# Phrag besseae "Mega"



## theorchidzone (Apr 19, 2014)

A nice one. I acknowledge the round besseae haters.


----------



## Eric Muehlbauer (Apr 19, 2014)

That is unique! I love it!


----------



## eOrchids (Apr 19, 2014)

Love the roundness of the besseae!


----------



## NYEric (Apr 19, 2014)

Tetraploid? Yay besseae!


----------



## theorchidzone (Apr 19, 2014)

We don't know if it is tetraploid. Quite possible. 
We will make is an alleged tetraploid, which is quite common in the orchid world.


----------



## eaborne (Apr 20, 2014)

Fantastic!


----------



## eteson (Apr 20, 2014)

Just incredible!


----------



## Ozpaph (Apr 20, 2014)

thats very special


----------



## Paph_LdyMacBeth (Apr 20, 2014)

Wowza!!! That's one chubby besseae!!!!

Sent from my BlackBerry Bold 9900 using Tapatalk


----------



## Erythrone (Apr 20, 2014)

Another one to die for....


----------



## lepetitmartien (Apr 20, 2014)

Bessae, red, round, maybe 4N, why not GMO? 

Lovely


----------



## SlipperFan (Apr 20, 2014)

I don't hate it. You can send it to me for the color alone!


----------



## Carkin (Apr 20, 2014)

How could anyone hate that one?!!!


----------



## Linus_Cello (Apr 20, 2014)

I like round. But the dorsal sepal looks fuzzy to me. Is that just the camera?


----------



## abax (Apr 20, 2014)

There are round Phrag. haters loose in the world????!!! I just can't imagine
any sane person hating such a beautiful flower.


----------



## MaryPientka (Apr 21, 2014)

gorgeous color


----------



## goldenrose (Apr 21, 2014)

LOVE IT too!!!! :drool::drool::drool:


----------



## Migrant13 (Apr 21, 2014)

Me three. Round and chubby is good...at least for besseae's!


----------



## tenman (Apr 25, 2014)

The color is excellent. I'm not a round besseae hater, but I do think some of the charm of the shape of the species is lost when we 'cattleya up' the breeding.


----------



## Fabrice (Apr 25, 2014)

Incredible selection work to obtain this round flower.

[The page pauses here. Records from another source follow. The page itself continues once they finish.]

impl NumericTable for SoaTable {
    fn num_rows(&self) -> usize {
        self.num_rows
    }

    fn num_columns(&self) -> usize {
        if self.status.is_allocated() {
            self.columns.len()
        } else {
            self.dictionary.num_features()
        }
    }

    fn layout(&self) -> StorageLayout {
        StorageLayout::Soa
    }

    fn dictionary(&self) -> &SharedDictionary {
        &self.dictionary
    }

    fn set_dictionary(&mut self, dictionary: SharedDictionary) -> Result<(), TableError> {
        {
            let dict = dictionary.read();
            if self.status.is_allocated() {
                check_len(self.columns.len(), dict.num_features()).map_err(|_| {
                    TableError::DictionaryMismatch(format!(
                        "{} features for {} columns",
                        dict.num_features(),
                        self.columns.len()
                    ))
                })?;
                for (feature, column) in dict.iter().zip(&self.columns) {
                    if feature.scalar_type != column.scalar_type() {
                        return Err(TableError::ScalarTypeMismatch {
                            expected: column.scalar_type(),
                            actual: feature.scalar_type,
                        });
                    }
                }
            }
        }
        self.dictionary = dictionary;
        Ok(())
    }

    fn memory_status(&self) -> MemoryStatus {
        self.status
    }

    fn basic_statistics(&self) -> &BasicStatistics {
        &self.statistics
    }

    fn basic_statistics_mut(&mut self) -> &mut BasicStatistics {
        &mut self.statistics
    }

    fn read_rows(&self, rows: Range<usize>, mut dst: ScalarSliceMut<'_>) -> Result<(), TableError> {
        self.check_access(&rows)?;
        let width = self.columns.len();
        check_len(rows.len() * width, dst.len())?;
        for (j, column) in self.columns.iter().enumerate() {
            let values = column.as_slice().slice(rows.clone());
            for i in 0..rows.len() {
                dst.copy_cell(i * width + j, values, i);
            }
        }
        Ok(())
    }

    fn write_rows(&mut self, rows: Range<usize>, src: ScalarSlice<'_>) -> Result<(), TableError> {
        self.check_access(&rows)?;
        let width = self.columns.len();
        check_len(rows.len() * width, src.len())?;
        for (j, column) in self.columns.iter_mut().enumerate() {
            let mut values = column.as_mut_slice().into_range(rows.clone());
            for i in 0..rows.len() {
                values.copy_cell(i, src, i * width + j);
            }
        }
        Ok(())
    }

    fn read_column(
        &self,
        column: usize,
        rows: Range<usize>,
        dst: ScalarSliceMut<'_>,
    ) -> Result<(), TableError> {
        check_column(column, self.columns.len())?;
        self.check_access(&rows)?;
        check_len(rows.len(), dst.len())?;
        self.columns[column]
            .as_slice()
            .slice(rows)
            .convert_into(dst);
        Ok(())
    }

    fn write_column(
        &mut self,
        column: usize,
        rows: Range<usize>,
        src: ScalarSlice<'_>,
    ) -> Result<(), TableError> {
        check_column(column, self.columns.len())?;
        self.check_access(&rows)?;
        check_len(rows.len(), src.len())?;
        src.convert_into(self.columns[column].as_mut_slice().into_range(rows));
        Ok(())
    }

    fn native_row_type(&self) -> Option<ScalarType> {
        match self.columns.as_slice() {
            [only] if self.status.is_allocated() => Some(only.scalar_type()),
            _ => None,
        }
    }

    fn native_rows(&self, rows: Range<usize>) -> Option<ScalarSlice<'_>> {
        match self.columns.as_slice() {
            [_] => self.native_column(0, rows),
            _ => None,
        }
    }

    fn native_rows_mut(&mut self, rows: Range<usize>) -> Option<ScalarSliceMut<'_>> {
        if self.columns.len() != 1 {
            return None;
        }
        self.native_column_mut(0, rows)
    }

    fn native_column_type(&self, column: usize) -> Option<ScalarType> {
        self.columns.get(column).map(ScalarVec::scalar_type)
    }

    fn native_column(&self, column: usize, rows: Range<usize>) -> Option<ScalarSlice<'_>> {
        if rows.start > rows.end || rows.end > self.num_rows {
            return None;
        }
        Some(self.columns.get(column)?.as_slice().slice(rows))
    }

    fn native_column_mut(
        &mut self,
        column: usize,
        rows: Range<usize>,
    ) -> Option<ScalarSliceMut<'_>> {
        if rows.start > rows.end || rows.end > self.num_rows {
            return None;
        }
        Some(self.columns.get_mut(column)?.as_mut_slice().into_range(rows))
    }

    fn resize(&mut self, num_rows: usize) -> Result<(), TableError> {
        if num_rows == self.num_rows {
            return Ok(());
        }
        if self.status == MemoryStatus::UserAllocated {
            return Err(TableError::OwnershipViolation(format!(
                "cannot resize user-provided columns from {} to {num_rows} rows",
                self.num_rows
            )));
        }
        for j in 0..self.columns.len() {
            if let Err(err) = self.columns[j].resize(num_rows) {
                // Shrinking back cannot fail.
                for column in &mut self.columns[..j] {
                    column.resize(self.num_rows)?;
                }
                return Err(err);
            }
        }
        debug!(from = self.num_rows, to = num_rows, "resized soa table");
        self.num_rows = num_rows;
        Ok(())
    }

    fn check_structure(&self) -> Status {
        let mut status = check_dictionary_len(&self.dictionary, self.num_columns());
        if self.status.is_allocated() {
            status.extend(
                self.columns
                    .iter()
                    .filter_map(|c| check_len(self.num_rows, c.len()).err()),
            );
            let dictionary = self.dictionary.read();
            status.extend(dictionary.iter().zip(&self.columns).filter_map(|(f, c)| {
                (f.scalar_type != c.scalar_type()).then(|| TableError::ScalarTypeMismatch {
                    expected: c.scalar_type(),
                    actual: f.scalar_type,
                })
            }));
        }
        status
    }

    fn serialization_tag(&self) -> TableTag {
        TableTag::Soa
    }

    fn to_payload(&self) -> Result<TablePayload, TableError> {
        ensure_allocated(self)?;
        Ok(TablePayload::Soa {
            num_rows: self.num_rows,
            columns: self.columns.clone(),
        })
    }

    fn as_any(&self) -> &dyn Any {
        self
    }

    fn into_any(self: Arc<Self>) -> Arc<dyn Any + Send + Sync> {
        self
    }
}

impl TableKind for SoaTable {
    const LAYOUTS: LayoutMask = LayoutMask::SOA;
}

#[cfg(test)]
mod tests {
    use super::*;
    use crate::data::{AccessMode, NumericTableExt};

    fn mixed() -> SoaTable {
        SoaTable::from_columns(vec![
            ScalarVec::I32(vec![1, 2, 3]),
            ScalarVec::F64(vec![0.25, 0.5, 0.75]),
            ScalarVec::Bool(vec![true, false, true]),
        ])
        .unwrap()
    }

    #[test]
    fn shape_and_dictionary() {
        let table = mixed();
        assert_eq!(table.num_rows(), 3);
        assert_eq!(table.num_columns(), 3);
        assert_eq!(table.memory_status(), MemoryStatus::UserAllocated);
        let dict = table.dictionary().read();
        assert_eq!(dict.get(2).map(|f| f.scalar_type), Some(ScalarType::Bool));
        assert!(!dict.is_homogeneous());
    }

    #[test]
    fn ragged_columns_rejected() {
        let err = SoaTable::from_columns(vec![ScalarVec::U8(vec![1, 2]), ScalarVec::U8(vec![1])]);
        assert!(matches!(err, Err(TableError::BufferLengthMismatch { expected: 2, actual: 1 })));
    }

    #[test]
    fn rows_interleave_columns() {
        let table = mixed();
        let block = table.get_block_of_rows::<f32>(1, 2).unwrap();
        assert_eq!(&*block, &[2.0, 0.5, 0.0, 3.0, 0.75, 1.0]);
    }

    #[test]
    fn native_column_block() {
        let mut table = mixed();
        {
            let block = table.get_block_of_column_values::<i32>(0, 0, 3).unwrap();
            assert!(block.is_borrowed());
        }
        {
            let mut block = table
                .get_block_of_column_values_mut::<i32>(0, 1, 2, AccessMode::WriteOnly)
                .unwrap();
            assert!(block.is_direct());
            block.copy_from_slice(&[20, 30]);
            block.release().unwrap();
        }
        assert_eq!(table.column::<i32>(0), Some(&[1, 20, 30][..]));
        assert_eq!(table.column::<f64>(0), None);
    }

    #[test]
    fn converted_column_write() {
        let mut table = mixed();
        let mut block = table
            .get_block_of_column_values_mut::<f64>(2, 0, 3, AccessMode::ReadWrite)
            .unwrap();
        assert!(!block.is_direct());
        assert_eq!(&*block, &[1.0, 0.0, 1.0]);
        block[1] = 4.0;
        block.release().unwrap();
        assert_eq!(table.column::<bool>(2), Some(&[true, true, true][..]));
    }

    #[test]
    fn row_write_converts_per_column() {
        let mut table = mixed();
        table.write_rows(0..1, f64::wrap(&[9.7, 1.5, 0.0])).unwrap();
        assert_eq!(table.column::<i32>(0), Some(&[9, 2, 3][..]));
        assert_eq!(table.column::<f64>(1), Some(&[1.5, 0.5, 0.75][..]));
        assert_eq!(table.column::<bool>(2), Some(&[false, false, true][..]));
    }

    #[test]
    fn push_column_extends_dictionary() {
        let mut table = SoaTable::new(Dictionary::homogeneous(1, ScalarType::U16), 2).unwrap();
        table.push_column(ScalarVec::I8(vec![-1, 1])).unwrap();
        assert_eq!(table.num_columns(), 2);
        assert_eq!(table.dictionary().num_features(), 2);
        assert!(table.push_column(ScalarVec::I8(vec![0])).is_err());
        assert!(table.check_structure().is_ok());
    }

    #[test]
    fn wide_integers_rows_are_exact() {
        let big = [(1i64 << 53) + 1, i64::MAX, i64::MIN, -((1i64 << 53) + 1)];
        let mut table = SoaTable::new(Dictionary::homogeneous(2, ScalarType::I64), 2).unwrap();
        {
            let mut block = table
                .get_block_of_rows_mut::<i64>(0, 2, AccessMode::WriteOnly)
                .unwrap();
            block.copy_from_slice(&big);
            block.release().unwrap();
        }
        assert_eq!(&*table.get_block_of_rows::<i64>(0, 2).unwrap(), &big);
        assert_eq!(table.column::<i64>(1), Some(&[i64::MAX, -((1i64 << 53) + 1)][..]));
    }

    #[test]
    fn unsigned_rows_are_exact() {
        let mut table = SoaTable::from_columns(vec![
            ScalarVec::U64(vec![0, 0]),
            ScalarVec::U8(vec![0, 0]),
        ])
        .unwrap();
        table
            .write_rows(0..2, u64::wrap(&[u64::MAX, 7, (1u64 << 53) + 1, 300]))
            .unwrap();
        assert_eq!(table.column::<u64>(0), Some(&[u64::MAX, (1u64 << 53) + 1][..]));
        assert_eq!(table.column::<u8>(1), Some(&[7, 255][..]));
    }

    #[test]
    fn oversized_allocation_is_an_error() {
        let err = SoaTable::new(Dictionary::homogeneous(1, ScalarType::F64), usize::MAX).unwrap_err();
        assert!(matches!(err, TableError::AllocationFailed { .. }));

        let mut table = SoaTable::unallocated(Dictionary::homogeneous(2, ScalarType::U32), usize::MAX);
        assert!(matches!(table.allocate_data_memory(), Err(TableError::AllocationFailed { .. })));
        assert_eq!(table.memory_status(), MemoryStatus::NotAllocated);
    }

    #[test]
    fn failed_resize_keeps_shape() {
        let dictionary = [ScalarType::U8, ScalarType::F64]
            .into_iter()
            .map(FeatureDescriptor::new)
            .collect();
        let mut table = SoaTable::new(dictionary, 2).unwrap();
        assert!(matches!(table.resize(usize::MAX), Err(TableError::AllocationFailed { .. })));
        assert_eq!(table.num_rows(), 2);
        assert!(table.check_structure().is_ok());
    }

    #[test]
    fn resize_internal_only() {
        let mut internal = SoaTable::new(Dictionary::homogeneous(2, ScalarType::F32), 1).unwrap();
        internal.resize(4).unwrap();
        assert_eq!(internal.column::<f32>(1).map(<[f32]>::len), Some(4));
        let mut user = mixed();
        assert!(matches!(user.resize(1), Err(TableError::OwnershipViolation(_))));
    }
}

Congratulations for that but as I already said, too select for me. I don't see besseae in this flower.


----------



## theorchidzone (Apr 25, 2014)

tenman said:


> The color is excellent. I'm not a round besseae hater, but I do think some of the charm of the shape of the species is lost when we 'cattleya up' the breeding.



Not a hater. But a "round-besseae-non-liker". Just kidding. No problem. We have them of all shapes.


----------



## Daniel2 (Apr 25, 2014)

For me ,it looks like a sophronitis coccinea or deep colored phalaenopsis schilleriana.


----------



## Justin (Apr 25, 2014)

Gorgeous.


----------



## theorchidzone (Apr 25, 2014)

Daniel2 said:


> For me ,it looks like a sophronitis coccinea or deep colored phalaenopsis schilleriana.



Definitely close to Sophro color. We also have Sophro from Tokyo Orchid Nursery that we are growing up.
JC


----------



## NYEric (Apr 25, 2014)

Linus_Cello said:


> I like round. But the dorsal sepal looks fuzzy to me. Is that just the camera?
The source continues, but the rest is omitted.